◆ Exercise aim ◆
Locate the word "after" in the entries below, then gather every line that holds it.

═══

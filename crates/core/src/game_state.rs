//! Game state module - the word-fall simulation.
//!
//! The engine is passive: the caller supplies the current time to every
//! operation. `advance` runs once per frame, `submit` once per typed word.

use std::sync::Arc;

use arrayvec::ArrayVec;
use rand::rngs::StdRng;
use rand::{Rng, SeedableRng};

use crate::catalog::{normalize_word, LevelCatalog};
use crate::snapshot::{GameSnapshot, WordSnapshot};
use crate::types::*;

/// Tunables of a session. The terminal game always runs with the defaults.
#[derive(Debug, Clone, Copy, PartialEq, Eq)]
pub struct GameConfig {
    pub max_hp: u32,
    pub hp_penalty: u32,
    /// Clamped to [`MAX_ACTIVE_WORDS`].
    pub max_active_words: usize,
    pub spawn_interval_ms: u64,
}

impl Default for GameConfig {
    fn default() -> Self {
        Self {
            max_hp: MAX_HP,
            hp_penalty: HP_PENALTY,
            max_active_words: MAX_ACTIVE_WORDS,
            spawn_interval_ms: SPAWN_INTERVAL_MS,
        }
    }
}

impl GameConfig {
    fn capacity(&self) -> usize {
        self.max_active_words.min(MAX_ACTIVE_WORDS)
    }
}

/// A word currently falling toward the danger line.
#[derive(Debug, Clone, PartialEq)]
pub struct ActiveWord {
    pub text: Arc<str>,
    pub spawned_at_ms: Millis,
    pub fall_ms: u32,
    pub x_fraction: f32,
}

impl ActiveWord {
    /// Fraction of the fall completed at `now`, clamped to `[0, 1]`.
    pub fn progress(&self, now: Millis) -> f32 {
        if self.fall_ms == 0 {
            return 1.0;
        }
        let dt = now.saturating_sub(self.spawned_at_ms) as f64;
        (dt / self.fall_ms as f64).clamp(0.0, 1.0) as f32
    }

    pub fn is_expired(&self, now: Millis) -> bool {
        now.saturating_sub(self.spawned_at_ms) >= self.fall_ms as u64
    }
}

/// Complete game state
#[derive(Debug, Clone)]
pub struct GameState<R = StdRng> {
    catalog: LevelCatalog,
    config: GameConfig,
    rng: R,
    status: GameStatus,
    hp: u32,
    /// Cursor of the next word to spawn.
    level_index: usize,
    word_index: usize,
    active: ArrayVec<ActiveWord, MAX_ACTIVE_WORDS>,
    game_start_ms: Millis,
    elapsed_ms: Millis,
    completion_ms: Option<Millis>,
    last_spawn_ms: Millis,
    /// Monotonic episode id (increments on every start).
    episode_id: u32,
    words_spawned: u32,
    words_matched: u32,
    words_expired: u32,
}

impl GameState<StdRng> {
    /// Create an idle game whose word placement is seeded with `seed`.
    pub fn new(catalog: LevelCatalog, seed: u64) -> Self {
        Self::with_rng(catalog, StdRng::seed_from_u64(seed))
    }
}

impl<R: Rng> GameState<R> {
    pub fn with_rng(catalog: LevelCatalog, rng: R) -> Self {
        let config = GameConfig::default();
        Self {
            catalog,
            config,
            rng,
            status: GameStatus::Idle,
            hp: config.max_hp,
            level_index: 0,
            word_index: 0,
            active: ArrayVec::new(),
            game_start_ms: 0,
            elapsed_ms: 0,
            completion_ms: None,
            last_spawn_ms: 0,
            episode_id: 0,
            words_spawned: 0,
            words_matched: 0,
            words_expired: 0,
        }
    }

    /// Replace the session tunables. Takes effect fully on the next start.
    pub fn with_config(mut self, config: GameConfig) -> Self {
        self.config = config;
        self.hp = match self.status {
            GameStatus::Idle => config.max_hp,
            _ => self.hp.min(config.max_hp),
        };
        self
    }

    pub fn catalog(&self) -> &LevelCatalog {
        &self.catalog
    }

    pub fn config(&self) -> &GameConfig {
        &self.config
    }

    pub fn status(&self) -> GameStatus {
        self.status
    }

    pub fn hp(&self) -> u32 {
        self.hp
    }

    pub fn max_hp(&self) -> u32 {
        self.config.max_hp
    }

    pub fn active_words(&self) -> &[ActiveWord] {
        &self.active
    }

    pub fn level_index(&self) -> usize {
        self.level_index
    }

    pub fn word_index(&self) -> usize {
        self.word_index
    }

    /// Number of the level the spawn cursor is on (0 for an empty catalog).
    pub fn level_number(&self) -> u32 {
        self.catalog.level_number(self.level_index).unwrap_or(0)
    }

    /// Time since start; after a victory this is the completion time.
    pub fn elapsed_ms(&self) -> Millis {
        self.completion_ms.unwrap_or(self.elapsed_ms)
    }

    pub fn completion_ms(&self) -> Option<Millis> {
        self.completion_ms
    }

    pub fn last_spawn_ms(&self) -> Millis {
        self.last_spawn_ms
    }

    pub fn episode_id(&self) -> u32 {
        self.episode_id
    }

    pub fn words_spawned(&self) -> u32 {
        self.words_spawned
    }

    pub fn words_matched(&self) -> u32 {
        self.words_matched
    }

    pub fn words_expired(&self) -> u32 {
        self.words_expired
    }

    /// Words not yet spawned, counted from the cursor to the end of the catalog.
    pub fn words_remaining(&self) -> usize {
        let here = self
            .catalog
            .word_count(self.level_index)
            .saturating_sub(self.word_index);
        let later: usize = (self.level_index + 1..self.catalog.level_count())
            .map(|i| self.catalog.word_count(i))
            .sum();
        here + later
    }

    pub fn has_unspawned(&self) -> bool {
        self.words_remaining() > 0
    }

    /// Reset everything and begin a new session at `now`.
    ///
    /// Valid from any status; a running session is discarded.
    pub fn start(&mut self, now: Millis) {
        self.status = GameStatus::Running;
        self.hp = self.config.max_hp;
        self.level_index = 0;
        self.word_index = 0;
        self.active.clear();
        self.game_start_ms = now;
        self.elapsed_ms = 0;
        self.completion_ms = None;
        self.last_spawn_ms = now;
        self.episode_id = self.episode_id.wrapping_add(1);
        self.words_spawned = 0;
        self.words_matched = 0;
        self.words_expired = 0;

        log::info!(
            "episode {} started: {} levels, {} words",
            self.episode_id,
            self.catalog.level_count(),
            self.catalog.total_words()
        );

        self.try_spawn(now);
    }

    /// Advance the simulation to `now`.
    pub fn advance(&mut self, now: Millis) {
        if !self.status.is_running() {
            return;
        }

        self.elapsed_ms = now.saturating_sub(self.game_start_ms);

        let mut expired: u32 = 0;
        self.active.retain(|word| {
            if word.is_expired(now) {
                log::debug!("word '{}' reached the danger line", word.text);
                expired += 1;
                false
            } else {
                true
            }
        });

        if expired > 0 {
            self.words_expired += expired;
            self.hp = self
                .hp
                .saturating_sub(self.config.hp_penalty.saturating_mul(expired));
        }

        if self.hp == 0 {
            self.status = GameStatus::GameOver;
            log::info!(
                "episode {} lost after {}ms ({} matched)",
                self.episode_id,
                self.elapsed_ms,
                self.words_matched
            );
            return;
        }

        // Refill what was lost.
        for _ in 0..expired {
            self.try_spawn(now);
        }

        if self.active.len() < self.config.capacity()
            && self.has_unspawned()
            && now.saturating_sub(self.last_spawn_ms) >= self.config.spawn_interval_ms
        {
            self.try_spawn(now);
        }

        self.check_victory();
    }

    /// Resolve a typed word against the falling words.
    ///
    /// Returns the matched word so the caller can announce it. Unmatched input
    /// is dropped without penalty.
    pub fn submit(&mut self, raw: &str, now: Millis) -> Option<Arc<str>> {
        if !self.status.is_running() {
            return None;
        }

        let typed = normalize_word(raw);
        if typed.is_empty() {
            return None;
        }

        let index = self.active.iter().position(|w| *w.text == *typed)?;
        let word = self.active.remove(index);
        self.words_matched += 1;
        self.elapsed_ms = now.saturating_sub(self.game_start_ms);
        log::debug!("matched '{}' at {}ms", word.text, self.elapsed_ms);

        self.try_spawn(now);
        self.check_victory();

        Some(word.text)
    }

    /// Spawn the next catalog word at `now`, if there is room and a word left.
    pub fn try_spawn(&mut self, now: Millis) -> bool {
        if self.active.len() >= self.config.capacity() {
            return false;
        }

        let level_count = self.catalog.level_count();
        loop {
            if self.level_index >= level_count {
                return false;
            }
            if self.word_index < self.catalog.word_count(self.level_index) {
                break;
            }
            if self.level_index + 1 >= level_count {
                return false;
            }
            self.level_index += 1;
            self.word_index = 0;
        }

        let Some(text) = self
            .catalog
            .word_at(self.level_index, self.word_index)
            .map(Arc::<str>::from)
        else {
            return false;
        };
        let fall_ms = self.catalog.fall_ms(self.level_index).unwrap_or(0);
        let x_fraction = self.rng.gen_range(SPAWN_X_MIN..=SPAWN_X_MAX);

        log::debug!(
            "spawn '{}' (level {}, fall {}ms, x {:.2})",
            text,
            self.level_number(),
            fall_ms,
            x_fraction
        );

        let word = ActiveWord {
            text,
            spawned_at_ms: now,
            fall_ms,
            x_fraction,
        };
        if self.active.try_push(word).is_err() {
            return false;
        }

        self.word_index += 1;
        // Move to the next level eagerly so the cursor always names the level
        // the next word comes from.
        if self.word_index >= self.catalog.word_count(self.level_index)
            && self.level_index + 1 < level_count
        {
            self.level_index += 1;
            self.word_index = 0;
        }

        self.last_spawn_ms = now;
        self.words_spawned += 1;
        true
    }

    fn check_victory(&mut self) {
        if self.status.is_running() && self.active.is_empty() && !self.has_unspawned() {
            self.status = GameStatus::Victory;
            self.completion_ms = Some(self.elapsed_ms);
            log::info!(
                "episode {} won in {}ms ({} matched, {} expired)",
                self.episode_id,
                self.elapsed_ms,
                self.words_matched,
                self.words_expired
            );
        }
    }

    /// Fill `out` with the state visible at `now`.
    ///
    /// Outside `Running` the falling words are shown where they stood when the
    /// session stopped.
    pub fn snapshot_into(&self, now: Millis, out: &mut GameSnapshot) {
        let at = if self.status.is_running() {
            now
        } else {
            self.game_start_ms + self.elapsed_ms
        };

        out.status = self.status;
        out.hp = self.hp;
        out.max_hp = self.config.max_hp;
        out.elapsed_ms = self.elapsed_ms();
        out.completion_ms = self.completion_ms;
        out.level_number = self.level_number();
        out.level_count = self.catalog.level_count();
        out.words_remaining = self.words_remaining();
        out.words_spawned = self.words_spawned;
        out.words_matched = self.words_matched;
        out.words_expired = self.words_expired;
        out.episode_id = self.episode_id;

        out.words.clear();
        for word in self.active.iter() {
            out.words.push(WordSnapshot {
                text: Arc::clone(&word.text),
                x_fraction: word.x_fraction,
                progress: word.progress(at),
            });
        }
    }

    pub fn snapshot(&self, now: Millis) -> GameSnapshot {
        let mut s = GameSnapshot::default();
        self.snapshot_into(now, &mut s);
        s
    }
}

═══

◆ Answer for the task ◆
    /// Time since start; after a victory this is the completion time.
                "episode {} lost after {}ms ({} matched)",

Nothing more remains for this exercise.